+++ Material shown +++

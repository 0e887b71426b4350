use std::io::BufWriter;
use std::path::Path;

use anyhow::{Context, Result, ensure};
use hound::{SampleFormat, WavSpec, WavWriter};
use tempfile::NamedTempFile;

use crate::audio::decoder::DecodedAudio;

/// Bit depth of premastered output.
pub const OUTPUT_BITS_PER_SAMPLE: u16 = 24;

/// Write `audio` as 24-bit integer PCM WAV.
///
/// The file is written to a temporary file in the destination directory and moved into place
/// once complete, so an interrupted run never leaves a truncated file at `path`.
pub fn write_wav(path: &Path, audio: &DecodedAudio) -> Result<()> {
    ensure!(audio.channels > 0, "cannot write audio with zero channels");
    let channels = u16::try_from(audio.channels).context("too many channels for WAV")?;

    let spec = WavSpec {
        channels,
        sample_rate: audio.sample_rate,
        bits_per_sample: OUTPUT_BITS_PER_SAMPLE,
        sample_format: SampleFormat::Int,
    };

    let dir = match path.parent() {
        Some(parent) if !parent.as_os_str().is_empty() => parent,
        _ => Path::new("."),
    };
    let mut tmp = NamedTempFile::new_in(dir)
        .with_context(|| format!("failed to create a temporary file in {}", dir.display()))?;

    {
        let mut writer = WavWriter::new(BufWriter::new(tmp.as_file_mut()), spec)
            .context("failed to start WAV output")?;

        let full_scale = ((1i32 << (OUTPUT_BITS_PER_SAMPLE - 1)) - 1) as f32;
        for &sample in &audio.samples {
            let pcm = (sample.clamp(-1.0, 1.0) * full_scale).round() as i32;
            writer.write_sample(pcm)?;
        }
        writer.finalize().context("failed to finish WAV output")?;
    }

    tmp.persist(path)
        .with_context(|| format!("failed to move output into place at {}", path.display()))?;
    Ok(())
}

#[cfg(test)]
mod tests {
    use super::*;
    use hound::WavReader;

    #[test]
    fn writes_readable_24_bit_wav() -> anyhow::Result<()> {
        let dir = tempfile::tempdir()?;
        let path = dir.path().join("out.wav");
        let audio = DecodedAudio {
            samples: vec![0.0, 1.0, -1.0, 0.5],
            channels: 2,
            sample_rate: 48_000,
        };

        write_wav(&path, &audio)?;

        let mut reader = WavReader::open(&path)?;
        let spec = reader.spec();
        assert_eq!(spec.channels, 2);
        assert_eq!(spec.sample_rate, 48_000);
        assert_eq!(spec.bits_per_sample, 24);

        let samples: Vec<i32> = reader.samples::<i32>().collect::<Result<_, _>>()?;
        assert_eq!(samples, vec![0, 8_388_607, -8_388_607, 4_194_304]);
        Ok(())
    }
}
mod common;

use std::ops::ControlFlow;

use common::ScriptedKeys;
use tagwright::term::{Highlight, ListKey, ReorderableList};

fn names(list: &ReorderableList<Vec<String>>) -> Vec<&str> {
    list.rows().iter().map(|row| row[0].as_str()).collect()
}

fn list(rows: &[&str]) -> ReorderableList<Vec<String>> {
    ReorderableList::new(
        "Tracks",
        vec!["Name".to_string()],
        rows.iter().map(|name| vec![name.to_string()]).collect(),
    )
}

#[test]
fn grabbed_row_is_carried_to_the_bottom() {
    let mut table = list(&["A", "B", "C"]);

    for key in [ListKey::Select, ListKey::Down, ListKey::Down, ListKey::Select] {
        assert_eq!(table.handle_key(key), ControlFlow::Continue(()));
    }

    assert_eq!(names(&table), vec!["B", "C", "A"]);
    assert_eq!(table.cursor(), 2);
    assert!(!table.is_grabbed());
}

#[test]
fn moving_up_at_the_top_changes_nothing() {
    let mut table = list(&["A", "B"]);

    let _ = table.handle_key(ListKey::Select);
    let _ = table.handle_key(ListKey::Up);

    assert_eq!(names(&table), vec!["A", "B"]);
    assert_eq!(table.cursor(), 0);
    assert!(table.is_grabbed());
}

#[test]
fn moving_without_a_grab_only_moves_the_cursor() {
    let mut table = list(&["A", "B", "C"]);

    let _ = table.handle_key(ListKey::Down);
    let _ = table.handle_key(ListKey::Down);
    let _ = table.handle_key(ListKey::Down);

    assert_eq!(names(&table), vec!["A", "B", "C"]);
    assert_eq!(table.cursor(), 2);
}

#[test]
fn highlight_follows_cursor_and_grab_state() {
    let mut table = list(&["A", "B"]);
    assert_eq!(table.highlight(0), Highlight::Cursor);
    assert_eq!(table.highlight(1), Highlight::None);

    let _ = table.handle_key(ListKey::Select);
    assert_eq!(table.highlight(0), Highlight::Grabbed);

    let _ = table.handle_key(ListKey::Down);
    assert_eq!(table.highlight(0), Highlight::None);
    assert_eq!(table.highlight(1), Highlight::Grabbed);
}

#[test]
fn interrupt_breaks() {
    let mut table = list(&["A"]);
    assert_eq!(table.handle_key(ListKey::Interrupt), ControlFlow::Break(()));
}

#[test]
fn empty_table_renders_and_ignores_movement() -> anyhow::Result<()> {
    let mut table = list(&[]);

    let _ = table.handle_key(ListKey::Down);
    let _ = table.handle_key(ListKey::Select);
    let _ = table.handle_key(ListKey::Up);
    assert_eq!(table.cursor(), 0);
    assert_eq!(table.highlight(0), Highlight::None);

    let mut out = Vec::new();
    assert_eq!(table.render(&mut out)?, 5);
    let text = String::from_utf8(out)?;
    assert!(text.contains(table.title()));
    assert!(text.contains("Name"));
    Ok(())
}

#[test]
fn render_draws_every_row_and_right_aligns_the_first_column() -> anyhow::Result<()> {
    let table = ReorderableList::new(
        "Demo",
        vec!["#".to_string(), "Title".to_string()],
        vec![
            vec!["1".to_string(), "Intro".to_string()],
            vec!["10".to_string(), "Outro".to_string()],
        ],
    );

    let mut out = Vec::new();
    assert_eq!(table.render(&mut out)?, 7);

    let text = String::from_utf8(out)?;
    assert!(text.contains("  1  Intro"));
    assert!(text.contains(" 10  Outro"));
    Ok(())
}

#[test]
fn interact_applies_scripted_keys_and_redraws_in_place() -> anyhow::Result<()> {
    let mut table = list(&["A", "B", "C"]);
    let mut keys = ScriptedKeys::with_timeouts([ListKey::Select, ListKey::Down, ListKey::Select]);
    let mut out = Vec::new();

    table.interact(&mut keys, &mut out)?;

    assert_eq!(names(&table), vec!["B", "A", "C"]);

    let text = String::from_utf8(out)?;
    // Four draws: the first plus one per handled key; timeouts do not redraw.
    assert_eq!(text.matches("Tracks").count(), 4);
    // Erase sequence (cursor up) before every redraw.
    assert!(text.contains("\u{1b}[1A"));
    Ok(())
}
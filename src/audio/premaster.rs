//! Premastering: trim the silence around a track and normalize its peak level.

use std::path::{Path, PathBuf};

use anyhow::{Context, anyhow};
use serde::Serialize;
use tracing::info;

use crate::Result;
use crate::audio::decoder::{DecodedAudio, decode_file};
use crate::audio::trim::{TrimPolicy, find_trim_bounds, normalize_peak};
use crate::audio::wav::write_wav;

/// Suffix added to the input's stem to name the premastered file.
pub const PREMASTER_SUFFIX: &str = "__premaster";

/// Leading activity threshold before the user's subtrahend is applied.
const LEADING_THRESHOLD: f32 = 7.0;

/// Options that control how a track is premastered.
///
/// This is library-level configuration; the CLI maps its flags onto it.
#[derive(Debug, Clone, PartialEq)]
pub struct PremasterOpts {
    /// Where the track starts. Quick, short pad so the first transient is kept tight.
    pub leading: TrimPolicy,

    /// Where the track ends. Lower threshold and a long pad let the ending ring out.
    pub trailing: TrimPolicy,

    /// Peak level after normalization.
    pub target_peak_dbfs: f32,
}

impl PremasterOpts {
    /// Defaults with the leading threshold lowered by `threshold_subtrahend` dB.
    ///
    /// Raising the subtrahend makes quiet intros count as the start of the track.
    pub fn with_threshold_subtrahend(threshold_subtrahend: i32) -> Self {
        let mut opts = Self::default();
        opts.leading.activity_threshold = LEADING_THRESHOLD - threshold_subtrahend as f32;
        opts
    }
}

impl Default for PremasterOpts {
    fn default() -> Self {
        Self {
            leading: TrimPolicy {
                activity_threshold: LEADING_THRESHOLD,
                min_activity_ms: 500,
                max_gap_ms: 250,
                pad_ms: 200,
            },
            trailing: TrimPolicy {
                activity_threshold: 3.0,
                min_activity_ms: 500,
                max_gap_ms: 250,
                pad_ms: 2_000,
            },
            target_peak_dbfs: -0.2,
        }
    }
}

/// What premastering did to one track.
#[derive(Debug, Clone, PartialEq, Serialize)]
pub struct PremasterReport {
    pub input: PathBuf,
    pub output: PathBuf,
    pub sample_rate: u32,
    pub channels: usize,
    pub input_frames: usize,
    pub output_frames: usize,
    pub leading_trimmed_frames: usize,
    pub trailing_trimmed_frames: usize,
    pub gain_db: f32,
}

/// `<dir>/<stem>__premaster.wav` next to `input`.
pub fn premaster_output_path(input: &Path) -> PathBuf {
    let stem = input
        .file_stem()
        .map(|stem| stem.to_string_lossy().into_owned())
        .unwrap_or_default();
    input.with_file_name(format!("{stem}{PREMASTER_SUFFIX}.wav"))
}

/// Decode `input`, trim its leading and trailing silence, normalize it, and write it to
/// `output` as WAV (the extension is forced to `.wav`).
pub fn premaster_single_track(
    input: &Path,
    output: &Path,
    opts: &PremasterOpts,
) -> Result<PremasterReport> {
    let output = output.with_extension("wav");
    let audio = decode_file(input)?;
    let input_frames = audio.frames();

    let bounds = find_trim_bounds(
        &audio.samples,
        audio.channels,
        audio.sample_rate,
        &opts.leading,
        &opts.trailing,
    )
    .ok_or_else(|| anyhow!("no audio activity detected in {}", input.display()))?;

    let mut trimmed = DecodedAudio {
        samples: audio.samples[bounds.start * audio.channels..bounds.end * audio.channels].to_vec(),
        channels: audio.channels,
        sample_rate: audio.sample_rate,
    };
    let gain_db = normalize_peak(&mut trimmed.samples, opts.target_peak_dbfs);

    write_wav(&output, &trimmed)
        .with_context(|| format!("failed to write {}", output.display()))?;

    let report = PremasterReport {
        input: input.to_path_buf(),
        output,
        sample_rate: trimmed.sample_rate,
        channels: trimmed.channels,
        input_frames,
        output_frames: trimmed.frames(),
        leading_trimmed_frames: bounds.start,
        trailing_trimmed_frames: input_frames - bounds.end,
        gain_db,
    };

    info!(
        input = %report.input.display(),
        output = %report.output.display(),
        gain_db = report.gain_db,
        "track premastered"
    );
    Ok(report)
}

#[cfg(test)]
mod tests {
    use super::*;

    #[test]
    fn output_sits_next_to_input() {
        assert_eq!(
            premaster_output_path(Path::new("/music/take 3.flac")),
            PathBuf::from("/music/take 3__premaster.wav")
        );
    }

    #[test]
    fn subtrahend_lowers_only_the_leading_threshold() {
        let opts = PremasterOpts::with_threshold_subtrahend(2);
        assert_eq!(opts.leading.activity_threshold, 5.0);
        assert_eq!(opts.trailing, PremasterOpts::default().trailing);
    }
}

+++

**Aim of the task:** Each line that includes the string "Self" should be copied from the data.

**Reply to the exercise:**
    pub fn with_threshold_subtrahend(threshold_subtrahend: i32) -> Self {
        let mut opts = Self::default();
    fn default() -> Self {
        Self {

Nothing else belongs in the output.